WHAT YOU SHOULD DO » Go through the data and tally the lines that hold the string "failure". Reply with the total alone.

──────── DATA RECORDS

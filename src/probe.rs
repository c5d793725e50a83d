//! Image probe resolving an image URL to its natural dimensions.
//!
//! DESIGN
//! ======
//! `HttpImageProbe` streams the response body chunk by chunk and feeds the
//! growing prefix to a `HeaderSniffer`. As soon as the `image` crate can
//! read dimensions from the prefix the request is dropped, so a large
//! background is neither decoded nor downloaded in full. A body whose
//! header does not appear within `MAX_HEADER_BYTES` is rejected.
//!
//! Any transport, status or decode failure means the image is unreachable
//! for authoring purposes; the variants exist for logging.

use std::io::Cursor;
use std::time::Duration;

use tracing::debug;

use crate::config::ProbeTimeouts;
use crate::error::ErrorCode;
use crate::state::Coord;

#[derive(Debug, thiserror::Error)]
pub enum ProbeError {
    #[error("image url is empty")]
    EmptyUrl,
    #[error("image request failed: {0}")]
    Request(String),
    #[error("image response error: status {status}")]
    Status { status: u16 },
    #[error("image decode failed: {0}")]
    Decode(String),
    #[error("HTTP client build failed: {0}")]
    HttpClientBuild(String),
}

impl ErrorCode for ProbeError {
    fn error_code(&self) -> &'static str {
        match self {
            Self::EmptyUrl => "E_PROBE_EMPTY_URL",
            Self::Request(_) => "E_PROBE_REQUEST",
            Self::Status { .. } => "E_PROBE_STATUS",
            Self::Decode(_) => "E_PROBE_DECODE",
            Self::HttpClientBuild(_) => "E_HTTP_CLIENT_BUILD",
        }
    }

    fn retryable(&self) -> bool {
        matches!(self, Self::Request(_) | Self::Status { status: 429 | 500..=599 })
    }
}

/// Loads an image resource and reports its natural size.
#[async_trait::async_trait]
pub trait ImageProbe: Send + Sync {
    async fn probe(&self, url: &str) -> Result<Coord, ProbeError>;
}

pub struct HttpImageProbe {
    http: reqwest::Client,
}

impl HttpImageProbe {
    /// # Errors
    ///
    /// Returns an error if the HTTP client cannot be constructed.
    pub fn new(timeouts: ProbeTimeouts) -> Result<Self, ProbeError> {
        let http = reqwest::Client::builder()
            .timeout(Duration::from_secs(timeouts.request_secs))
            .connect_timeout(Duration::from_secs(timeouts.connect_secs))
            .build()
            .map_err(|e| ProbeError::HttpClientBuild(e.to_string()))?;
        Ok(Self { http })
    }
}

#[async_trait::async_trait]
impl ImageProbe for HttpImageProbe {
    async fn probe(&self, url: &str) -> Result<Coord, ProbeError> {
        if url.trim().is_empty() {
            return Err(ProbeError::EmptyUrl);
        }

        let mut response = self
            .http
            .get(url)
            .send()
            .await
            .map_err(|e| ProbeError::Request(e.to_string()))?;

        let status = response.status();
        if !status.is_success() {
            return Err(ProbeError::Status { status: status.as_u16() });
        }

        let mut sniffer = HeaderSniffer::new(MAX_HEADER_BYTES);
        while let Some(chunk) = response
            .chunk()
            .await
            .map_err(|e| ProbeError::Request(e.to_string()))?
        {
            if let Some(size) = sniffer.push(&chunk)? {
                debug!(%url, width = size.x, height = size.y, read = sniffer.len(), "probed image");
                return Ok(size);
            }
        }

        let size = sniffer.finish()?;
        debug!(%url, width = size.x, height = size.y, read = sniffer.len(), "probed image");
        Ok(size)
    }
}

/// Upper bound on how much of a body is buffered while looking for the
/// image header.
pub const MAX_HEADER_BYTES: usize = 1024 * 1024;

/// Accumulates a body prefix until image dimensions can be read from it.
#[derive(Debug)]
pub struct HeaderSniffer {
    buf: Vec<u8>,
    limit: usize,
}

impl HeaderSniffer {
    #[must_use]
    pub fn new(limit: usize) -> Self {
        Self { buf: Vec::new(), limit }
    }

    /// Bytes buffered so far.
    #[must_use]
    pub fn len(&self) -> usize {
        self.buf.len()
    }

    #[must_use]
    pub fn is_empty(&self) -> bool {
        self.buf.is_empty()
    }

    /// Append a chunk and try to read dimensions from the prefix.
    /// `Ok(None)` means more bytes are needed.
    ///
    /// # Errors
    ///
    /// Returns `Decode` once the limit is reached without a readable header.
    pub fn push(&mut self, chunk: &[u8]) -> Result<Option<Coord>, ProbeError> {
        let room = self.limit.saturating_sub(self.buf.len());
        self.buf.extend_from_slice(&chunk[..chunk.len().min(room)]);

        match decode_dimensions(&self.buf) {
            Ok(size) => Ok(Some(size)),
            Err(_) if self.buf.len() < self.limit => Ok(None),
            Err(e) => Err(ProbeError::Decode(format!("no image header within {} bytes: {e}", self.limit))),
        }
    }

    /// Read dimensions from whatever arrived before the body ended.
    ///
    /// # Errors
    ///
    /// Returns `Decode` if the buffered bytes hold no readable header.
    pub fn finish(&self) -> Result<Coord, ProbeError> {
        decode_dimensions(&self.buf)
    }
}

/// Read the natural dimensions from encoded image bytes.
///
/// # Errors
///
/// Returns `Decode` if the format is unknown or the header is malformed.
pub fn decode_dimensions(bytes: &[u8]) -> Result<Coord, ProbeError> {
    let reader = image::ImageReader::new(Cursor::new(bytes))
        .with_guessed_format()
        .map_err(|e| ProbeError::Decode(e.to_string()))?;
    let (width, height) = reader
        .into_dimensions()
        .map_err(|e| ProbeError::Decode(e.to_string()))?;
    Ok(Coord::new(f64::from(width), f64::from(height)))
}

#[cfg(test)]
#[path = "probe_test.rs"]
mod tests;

────────────────
──────── DATA RECORDS

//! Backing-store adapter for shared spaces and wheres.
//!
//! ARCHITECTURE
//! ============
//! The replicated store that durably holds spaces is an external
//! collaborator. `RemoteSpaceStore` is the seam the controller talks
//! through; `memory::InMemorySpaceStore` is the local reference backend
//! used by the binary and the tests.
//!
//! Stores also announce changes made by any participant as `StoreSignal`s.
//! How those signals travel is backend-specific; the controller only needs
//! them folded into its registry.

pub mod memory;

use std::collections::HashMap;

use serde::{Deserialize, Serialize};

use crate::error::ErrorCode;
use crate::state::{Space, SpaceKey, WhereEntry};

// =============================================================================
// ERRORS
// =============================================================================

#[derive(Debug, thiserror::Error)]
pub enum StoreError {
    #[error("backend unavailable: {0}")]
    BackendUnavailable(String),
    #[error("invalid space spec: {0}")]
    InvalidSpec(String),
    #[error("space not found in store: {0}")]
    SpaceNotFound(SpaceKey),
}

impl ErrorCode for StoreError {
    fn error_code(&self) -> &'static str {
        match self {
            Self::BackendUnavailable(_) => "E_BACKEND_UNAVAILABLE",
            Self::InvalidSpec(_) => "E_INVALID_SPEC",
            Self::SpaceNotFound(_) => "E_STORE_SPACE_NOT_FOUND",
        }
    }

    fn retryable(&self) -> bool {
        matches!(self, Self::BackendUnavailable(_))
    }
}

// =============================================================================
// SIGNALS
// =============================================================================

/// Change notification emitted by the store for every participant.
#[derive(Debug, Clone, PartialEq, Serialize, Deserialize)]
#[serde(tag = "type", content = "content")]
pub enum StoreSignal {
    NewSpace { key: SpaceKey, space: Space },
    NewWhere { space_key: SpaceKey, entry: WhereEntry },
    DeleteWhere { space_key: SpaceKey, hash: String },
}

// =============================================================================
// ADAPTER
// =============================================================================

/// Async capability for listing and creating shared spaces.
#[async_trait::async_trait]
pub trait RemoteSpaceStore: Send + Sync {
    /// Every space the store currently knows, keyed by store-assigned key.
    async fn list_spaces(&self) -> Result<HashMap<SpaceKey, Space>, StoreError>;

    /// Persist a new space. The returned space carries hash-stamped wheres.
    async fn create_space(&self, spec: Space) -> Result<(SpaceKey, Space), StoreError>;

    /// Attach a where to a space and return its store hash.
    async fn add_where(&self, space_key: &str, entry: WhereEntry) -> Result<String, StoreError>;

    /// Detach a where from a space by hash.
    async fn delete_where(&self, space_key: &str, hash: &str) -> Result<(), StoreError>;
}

────────────────
──────── DATA RECORDS

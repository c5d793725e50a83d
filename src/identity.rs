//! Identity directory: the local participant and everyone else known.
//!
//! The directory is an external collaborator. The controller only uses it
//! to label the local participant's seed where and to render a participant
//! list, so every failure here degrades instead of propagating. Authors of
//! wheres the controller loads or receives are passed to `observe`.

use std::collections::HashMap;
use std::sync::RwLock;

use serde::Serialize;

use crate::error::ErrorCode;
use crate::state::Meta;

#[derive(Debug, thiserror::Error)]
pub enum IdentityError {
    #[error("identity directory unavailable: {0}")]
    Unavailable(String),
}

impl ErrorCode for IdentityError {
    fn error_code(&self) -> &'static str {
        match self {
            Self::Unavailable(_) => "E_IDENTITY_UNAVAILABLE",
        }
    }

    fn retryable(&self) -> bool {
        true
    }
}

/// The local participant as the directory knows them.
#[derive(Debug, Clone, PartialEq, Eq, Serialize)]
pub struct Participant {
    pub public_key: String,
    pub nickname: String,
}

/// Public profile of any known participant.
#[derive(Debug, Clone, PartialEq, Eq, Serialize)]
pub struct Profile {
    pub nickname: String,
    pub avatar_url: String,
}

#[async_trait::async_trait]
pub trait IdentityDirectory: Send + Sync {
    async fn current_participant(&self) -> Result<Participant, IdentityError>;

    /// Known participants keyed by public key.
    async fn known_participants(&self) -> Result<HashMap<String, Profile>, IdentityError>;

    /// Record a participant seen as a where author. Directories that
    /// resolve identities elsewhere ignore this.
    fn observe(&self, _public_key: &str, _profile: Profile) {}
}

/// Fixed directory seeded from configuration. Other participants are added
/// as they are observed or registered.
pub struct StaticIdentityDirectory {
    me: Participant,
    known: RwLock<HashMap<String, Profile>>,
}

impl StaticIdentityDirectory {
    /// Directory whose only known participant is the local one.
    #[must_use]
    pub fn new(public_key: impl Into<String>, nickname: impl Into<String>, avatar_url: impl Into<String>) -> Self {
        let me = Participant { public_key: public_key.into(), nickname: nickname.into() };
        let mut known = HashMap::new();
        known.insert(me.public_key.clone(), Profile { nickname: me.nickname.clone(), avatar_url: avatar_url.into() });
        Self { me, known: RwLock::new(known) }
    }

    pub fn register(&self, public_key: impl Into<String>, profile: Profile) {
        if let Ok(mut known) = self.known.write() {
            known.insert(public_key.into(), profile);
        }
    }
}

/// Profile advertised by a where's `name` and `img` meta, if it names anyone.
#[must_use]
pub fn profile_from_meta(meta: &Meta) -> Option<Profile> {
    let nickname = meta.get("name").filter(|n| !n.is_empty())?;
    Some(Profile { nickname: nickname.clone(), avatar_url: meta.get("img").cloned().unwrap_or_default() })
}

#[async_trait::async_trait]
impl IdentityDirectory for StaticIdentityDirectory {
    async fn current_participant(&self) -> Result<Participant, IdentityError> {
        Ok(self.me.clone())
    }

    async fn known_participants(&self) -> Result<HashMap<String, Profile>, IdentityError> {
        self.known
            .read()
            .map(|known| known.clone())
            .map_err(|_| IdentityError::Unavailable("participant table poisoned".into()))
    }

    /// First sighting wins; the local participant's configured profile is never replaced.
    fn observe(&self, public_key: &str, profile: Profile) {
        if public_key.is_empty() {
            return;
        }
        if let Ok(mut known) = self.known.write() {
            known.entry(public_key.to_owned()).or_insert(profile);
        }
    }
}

────────────────

WRITTEN RESPONSE » 2